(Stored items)
==================================================

use std::sync::{Arc, Mutex};
use std::time::Duration;

use reflex_core::SequenceSource;
use reflex_core::model::{DifficultyTier, SessionPhase, SessionState, Verdict};
use reflex_core::time::fixed_clock;
use services::{
    ExerciseSession, ManualScheduler, SessionError, SessionLauncher, SessionTiming,
    SpeechAnnouncer, SpeechSettings, SpeechSink, Utterance,
};

const FEEDBACK: Duration = Duration::from_millis(1500);

#[derive(Default)]
struct RecordingSink {
    spoken: Mutex<Vec<Utterance>>,
}

impl RecordingSink {
    fn texts(&self) -> Vec<String> {
        self.spoken
            .lock()
            .unwrap()
            .iter()
            .map(|u| u.text.clone())
            .collect()
    }
}

impl SpeechSink for RecordingSink {
    fn speak(&self, utterance: &Utterance) {
        self.spoken.lock().unwrap().push(utterance.clone());
    }
}

struct Fixture {
    session: ExerciseSession,
    scheduler: Arc<ManualScheduler>,
    sink: Arc<RecordingSink>,
}

impl Fixture {
    fn advance(&mut self, by: Duration) {
        self.scheduler.advance(by, &mut self.session).unwrap();
    }

    fn state(&self) -> &SessionState {
        self.session.state()
    }
}

fn fixture(tier: DifficultyTier, values: Vec<f64>) -> Fixture {
    let sink = Arc::new(RecordingSink::default());
    let announcer = SpeechAnnouncer::new(SpeechSettings::default(), sink.clone());
    let launcher = SessionLauncher::new(fixed_clock(), announcer)
        .with_random_source(move || Box::new(SequenceSource::new(values.clone())));
    let scheduler = Arc::new(ManualScheduler::new());
    let session = launcher.controller(tier, scheduler.clone());
    Fixture {
        session,
        scheduler,
        sink,
    }
}

fn started(tier: DifficultyTier, values: Vec<f64>) -> Fixture {
    let mut fx = fixture(tier, values);
    fx.session.start().unwrap();
    fx
}

#[test]
fn new_session_is_idle_until_started() {
    let fx = fixture(DifficultyTier::Beginner, vec![0.5]);
    assert_eq!(fx.session.phase(), SessionPhase::Idle);
    assert_eq!(fx.scheduler.pending(), 0);
}

#[test]
fn start_arms_timer_and_shows_first_number() {
    let fx = started(DifficultyTier::Beginner, vec![0.5]);

    assert_eq!(fx.session.phase(), SessionPhase::RoundActive);
    assert_eq!(fx.state().current_number(), 6);
    assert_eq!(fx.state().time_remaining(), 5);
    assert!(fx.state().round_active());
    assert_eq!(fx.state().last_feedback(), None);
    assert!(fx.session.timer_armed());
}

#[test]
fn beginner_rounds_follow_the_random_sequence() {
    let mut fx = started(DifficultyTier::Beginner, vec![0.0, 0.99, 0.5]);
    let mut numbers = vec![fx.state().current_number()];
    for _ in 0..2 {
        fx.session.submit(Verdict::Correct);
        fx.advance(FEEDBACK);
        numbers.push(fx.state().current_number());
    }

    assert_eq!(numbers, vec![1, 10, 6]);
}

#[test]
fn number_is_spoken_after_the_announce_delay() {
    let mut fx = started(DifficultyTier::Beginner, vec![0.0]);

    fx.advance(Duration::from_millis(499));
    assert!(fx.sink.texts().is_empty());

    fx.advance(Duration::from_millis(1));
    assert_eq!(fx.sink.texts(), vec!["1".to_string()]);
    assert_eq!(fx.scheduler.now(), Duration::from_millis(500));
}

#[test]
fn custom_timing_drives_the_same_machine() {
    let timing = SessionTiming {
        tick_interval: Duration::from_millis(100),
        announce_delay: Duration::ZERO,
        feedback_delay: Duration::from_millis(200),
    };
    let launcher = SessionLauncher::new(fixed_clock(), SpeechAnnouncer::silent())
        .with_random_source(|| Box::new(SequenceSource::new(vec![0.5])))
        .with_timing(timing);
    let scheduler = Arc::new(ManualScheduler::new());
    let mut session = launcher.controller(DifficultyTier::Beginner, scheduler.clone());
    session.start().unwrap();

    // Five fast ticks time the round out, then a short pause moves on.
    scheduler.advance(Duration::from_millis(500), &mut session).unwrap();
    assert_eq!(session.phase(), SessionPhase::RoundFeedback);
    scheduler.advance(Duration::from_millis(200), &mut session).unwrap();
    assert_eq!(session.phase(), SessionPhase::RoundActive);
    assert_eq!(session.state().rounds_completed(), 1);
}

#[test]
fn replay_only_while_round_is_active() {
    let mut fx = started(DifficultyTier::Intermediate, vec![0.42]);

    assert!(fx.session.replay());
    assert_eq!(fx.sink.texts(), vec!["43".to_string()]);

    fx.session.submit(Verdict::Incorrect);
    assert!(!fx.session.replay());
    assert_eq!(fx.sink.texts().len(), 1);
}

#[test]
fn ten_correct_verdicts_complete_with_full_marks() {
    let mut fx = started(DifficultyTier::Advanced, vec![0.1, 0.7, 0.3]);

    for _ in 0..10 {
        assert!(fx.session.submit(Verdict::Correct));
        fx.advance(FEEDBACK);
    }

    assert_eq!(fx.session.phase(), SessionPhase::SessionComplete);
    assert!(fx.state().is_complete());
    assert_eq!(fx.state().score(), 10);
    assert_eq!(fx.state().rounds_completed(), 10);
    let summary = fx.session.summary().expect("summary after last round");
    assert_eq!(summary.final_percentage(), 100);
    assert_eq!(summary.tier(), DifficultyTier::Advanced);
}

#[test]
fn final_percentage_is_rounded_score_over_ten() {
    let mut fx = started(DifficultyTier::Beginner, vec![0.5]);
    let pattern = [true, false, true, true, false, true, true, false, true, false];

    for correct in pattern {
        let verdict = if correct {
            Verdict::Correct
        } else {
            Verdict::Incorrect
        };
        fx.session.submit(verdict);
        fx.advance(FEEDBACK);
    }

    let summary = fx.session.summary().expect("summary");
    assert_eq!(summary.score(), 6);
    assert_eq!(summary.final_percentage(), 60);
}

#[test]
fn timeout_counts_as_incorrect() {
    let mut timed_out = started(DifficultyTier::Beginner, vec![0.5]);
    let mut answered = started(DifficultyTier::Beginner, vec![0.5]);

    timed_out.advance(Duration::from_millis(4_900));
    assert!(timed_out.state().round_active());
    assert_eq!(timed_out.state().time_remaining(), 1);

    timed_out.advance(Duration::from_millis(100));
    answered.session.submit(Verdict::Incorrect);

    assert_eq!(timed_out.session.phase(), SessionPhase::RoundFeedback);
    assert_eq!(timed_out.state().time_remaining(), 0);
    assert!(!timed_out.session.timer_armed());
    for fx in [&timed_out, &answered] {
        assert_eq!(fx.state().score(), 0);
        assert_eq!(fx.state().rounds_completed(), 1);
        assert_eq!(fx.state().last_feedback(), Some(Verdict::Incorrect));
        assert!(!fx.state().round_active());
    }
}

#[test]
fn timed_out_round_advances_after_feedback() {
    let mut fx = started(DifficultyTier::Beginner, vec![0.0, 0.99]);

    fx.advance(Duration::from_secs(5));
    fx.advance(FEEDBACK);

    assert_eq!(fx.session.phase(), SessionPhase::RoundActive);
    assert_eq!(fx.state().current_number(), 10);
    assert_eq!(fx.state().time_remaining(), 5);
}

#[test]
fn verdict_cancels_pending_timeout() {
    let mut fx = started(DifficultyTier::Beginner, vec![0.5]);
    fx.advance(Duration::from_secs(3));
    fx.session.submit(Verdict::Correct);

    // The old tick at t=4s must not touch the closed round.
    fx.advance(Duration::from_secs(1));
    assert_eq!(fx.state().last_feedback(), Some(Verdict::Correct));
    assert_eq!(fx.state().score(), 1);
    assert_eq!(fx.state().rounds_completed(), 1);
    assert_eq!(fx.state().time_remaining(), 2);

    fx.advance(Duration::from_millis(500));
    assert_eq!(fx.session.phase(), SessionPhase::RoundActive);
    assert_eq!(fx.state().time_remaining(), 5);
}

#[test]
fn late_verdict_changes_nothing() {
    let mut fx = started(DifficultyTier::Beginner, vec![0.5]);
    fx.session.submit(Verdict::Incorrect);
    let before = fx.session.snapshot();

    assert!(!fx.session.submit(Verdict::Correct));
    assert!(!fx.session.submit(Verdict::Incorrect));

    assert_eq!(fx.session.snapshot(), before);
}

#[test]
fn verdicts_after_completion_are_ignored() {
    let mut fx = started(DifficultyTier::Beginner, vec![0.5]);
    for _ in 0..10 {
        fx.session.submit(Verdict::Incorrect);
        fx.advance(FEEDBACK);
    }
    let before = fx.session.snapshot();

    assert!(!fx.session.submit(Verdict::Correct));
    fx.advance(Duration::from_secs(30));

    assert_eq!(fx.session.snapshot(), before);
    assert_eq!(before.summary.map(|s| s.final_percentage()), Some(0));
}

#[test]
fn retry_resets_counters_and_draws_a_fresh_number() {
    let mut fx = started(DifficultyTier::Beginner, vec![0.0, 0.99, 0.5]);
    for _ in 0..10 {
        fx.session.submit(Verdict::Correct);
        fx.advance(FEEDBACK);
    }
    assert_eq!(fx.session.phase(), SessionPhase::SessionComplete);

    fx.session.retry().unwrap();

    assert_eq!(fx.session.phase(), SessionPhase::RoundActive);
    assert_eq!(fx.state().score(), 0);
    assert_eq!(fx.state().rounds_completed(), 0);
    assert!(!fx.state().is_complete());
    assert!(fx.session.summary().is_none());
    // Eleventh draw from the cycling sequence.
    assert_eq!(fx.state().current_number(), 10);
}

#[test]
fn lifecycle_misuse_is_rejected() {
    let mut fx = started(DifficultyTier::Beginner, vec![0.5]);

    assert!(matches!(fx.session.start(), Err(SessionError::AlreadyStarted)));
    assert!(matches!(fx.session.retry(), Err(SessionError::NotComplete)));
}

#[test]
fn teardown_stops_everything_pending() {
    let mut fx = started(DifficultyTier::Beginner, vec![0.5]);
    fx.advance(Duration::from_secs(2));
    let spoken = fx.sink.texts().len();

    fx.session.teardown();
    fx.advance(Duration::from_secs(30));

    assert_eq!(fx.session.phase(), SessionPhase::Idle);
    assert_eq!(fx.state(), &SessionState::default());
    assert!(!fx.session.timer_armed());
    assert_eq!(fx.sink.texts().len(), spoken);
}

#[test]
fn score_never_exceeds_rounds_played() {
    let mut fx = started(DifficultyTier::Intermediate, vec![0.13, 0.57, 0.91, 0.02]);
    let mut step = 0_u32;
    while fx.session.phase() != SessionPhase::SessionComplete {
        match step % 3 {
            0 => {
                fx.session.submit(Verdict::Correct);
            }
            1 => {
                fx.session.submit(Verdict::Incorrect);
            }
            _ => fx.advance(Duration::from_secs(5)),
        }
        assert!(fx.state().score() <= fx.state().rounds_completed());
        fx.advance(FEEDBACK);
        assert!(fx.state().score() <= fx.state().rounds_completed());
        assert!(fx.state().rounds_completed() <= 10);
        step += 1;
    }

    assert_eq!(fx.state().rounds_completed(), 10);
}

==================================================

WHAT TO WORK ON: The lines to copy are those in the records above containing the word "SessionError".

REPLY TO THE TASK:
    ExerciseSession, ManualScheduler, SessionError, SessionLauncher, SessionTiming,
    assert!(matches!(fx.session.start(), Err(SessionError::AlreadyStarted)));
    assert!(matches!(fx.session.retry(), Err(SessionError::NotComplete)));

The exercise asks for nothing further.